Wahab Riaz’s arrival at the wicket placed Coles in the unfamiliar role of senior batsman, and he appeared to take that responsibility seriously by advising the Pakistani international that he should curb his natural game whilst he was left to play his shots.  In fact, Riaz acquitted himself well, even contributing equally to a final wicket stand of 30.  He was left 17 not out when Coles, much to his and the crowd’s disappointment, pulled Murtagh to the mid wicket boundary nine short of what would have been a deserved fifty, a fitting achievement for what was probably his most mature innings in the Championship side. 

Kent were all out for 242, falling eight short of a second batting point.  Collymore was the pick of the Middlesex bowlers, taking 4 for 69 whilst Murtagh and Crook both took two wickets.  Tea was taken at this point.

Middlesex began their innings with 31 overs remaining in the day, and a very late finish on the cards.
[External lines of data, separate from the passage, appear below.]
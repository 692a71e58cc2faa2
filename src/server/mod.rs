//! HTTP surface (axum), enabled by the `server` feature.
//!
//! [`build_router`] is shared by the binary and the integration tests so both
//! run the same middleware stack.

pub mod config;
pub mod error;
pub mod routes;
pub mod state;

pub use config::ServerConfig;
pub use error::{AppError, AppResult};
pub use state::AppState;

use axum::extract::DefaultBodyLimit;
use axum::http::{header, HeaderName, StatusCode};
use axum::middleware;
use axum::response::{IntoResponse, Response};
use axum::Router;
use std::any::Any;
use std::time::Duration;
use tower_http::catch_panic::CatchPanicLayer;
use tower_http::cors::CorsLayer;
use tower_http::request_id::{MakeRequestUuid, PropagateRequestIdLayer, SetRequestIdLayer};
use tower_http::timeout::TimeoutLayer;
use tower_http::trace::{DefaultMakeSpan, DefaultOnResponse, TraceLayer};
use tracing::Level;

/// Build the application [`Router`] with all middleware layers.
///
/// Layers, outermost first: CORS (any origin), request id, tracing, request
/// id propagation, timeout body, timeout, panic recovery, body limit.
pub fn build_router(state: AppState, config: &ServerConfig) -> Router {
    let request_id_header = HeaderName::from_static("x-request-id");

    Router::new()
        .nest("/api", routes::router())
        .layer(DefaultBodyLimit::max(config.max_upload_bytes))
        .layer(CatchPanicLayer::custom(panic_response))
        .layer(TimeoutLayer::with_status_code(
            StatusCode::REQUEST_TIMEOUT,
            Duration::from_secs(config.request_timeout_secs),
        ))
        .layer(middleware::map_response(timeout_response))
        .layer(PropagateRequestIdLayer::new(request_id_header.clone()))
        .layer(
            TraceLayer::new_for_http()
                .make_span_with(DefaultMakeSpan::new().level(Level::INFO))
                .on_response(DefaultOnResponse::new().level(Level::INFO)),
        )
        .layer(SetRequestIdLayer::new(request_id_header, MakeRequestUuid))
        .layer(CorsLayer::permissive())
        .with_state(state)
}

/// A panicking handler answers 500 with the usual `{"detail"}` body.
fn panic_response(payload: Box<dyn Any + Send + 'static>) -> Response {
    let reason = if let Some(s) = payload.downcast_ref::<String>() {
        s.clone()
    } else if let Some(s) = payload.downcast_ref::<&str>() {
        s.to_string()
    } else {
        "non-string panic payload".to_string()
    };
    AppError::InternalError(format!("handler panicked: {reason}")).into_response()
}

/// Give the timeout layer's empty 408 a `{"detail"}` body.
///
/// Handlers never answer 408 themselves, and every body they send is JSON.
async fn timeout_response(response: Response) -> Response {
    let bare = !response.headers().contains_key(header::CONTENT_TYPE);
    if response.status() != StatusCode::REQUEST_TIMEOUT || !bare {
        return response;
    }
    tracing::warn!("Request timed out");
    AppError::Rejected {
        status: StatusCode::REQUEST_TIMEOUT,
        detail: "Request timed out".into(),
    }
    .into_response()
}

#[cfg(test)]
mod tests {
    use super::*;
    use axum::body::Body;
    use http_body_util::BodyExt;
    use serde_json::Value;

    async fn detail(resp: Response) -> String {
        let bytes = resp.into_body().collect().await.unwrap().to_bytes();
        let body: Value = serde_json::from_slice(&bytes).unwrap();
        body["detail"].as_str().unwrap().to_string()
    }

    #[tokio::test]
    async fn panic_answers_json_500() {
        let resp = panic_response(Box::new("boom"));
        assert_eq!(resp.status(), StatusCode::INTERNAL_SERVER_ERROR);
        assert_eq!(detail(resp).await, "An internal error occurred");
    }

    #[tokio::test]
    async fn bare_timeout_gets_json_body() {
        let mut bare = Response::new(Body::empty());
        *bare.status_mut() = StatusCode::REQUEST_TIMEOUT;
        let resp = timeout_response(bare).await;
        assert_eq!(resp.status(), StatusCode::REQUEST_TIMEOUT);
        assert_eq!(detail(resp).await, "Request timed out");
    }

    #[tokio::test]
    async fn handler_bodies_pass_through() {
        let rejected = AppError::Rejected {
            status: StatusCode::REQUEST_TIMEOUT,
            detail: "slow upstream".into(),
        };
        let resp = timeout_response(rejected.into_response()).await;
        assert_eq!(detail(resp).await, "slow upstream");
    }
}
However, increased cloud cover and slight drizzle called a halt to their innings after just 13 overs at a relatively untroubled 55 for no wicket, 187 behind the home side.  Robson, who had been the main aggressor, was 37 not out and his partner, Newman, 16 not out at the close.

The state of play at the end of the first day is almost identical to the previous week’s match against Surrey when Kent made 266 and their adversaries proceeded comfortably to 50 for no wicket.   Largely by virtue of Darren Stevens’s career best bowling figures of 7-21, Kent skittled Surrey out for 127 the next morning and went on to win by a massive 265 runs following a second collapse by the visitors on the third afternoon in very poor light.

Away from the action on the field, the  day’s highlight was undoubtedly the continuing, and largely unwitting, entertainment provided by the Club’s new tannoy announcer.  Having jettisoned the bizarre “bowled lbw” form of dismissal, he still delights by telling us about changes in the bowling AFTER they have taken place, often prefacing it “as you may have already noticed”!  And it would appear that Middlesex now have three members of the Murtagh family in their side, as today their bowling attack included Tim, Timothy and even James!

Footnote: Despite the unpromising position that Kent found themselves at the end of this first day, they went on to secure another impressive win over promotion-chasing Middlesex by 65 runs on the last evening.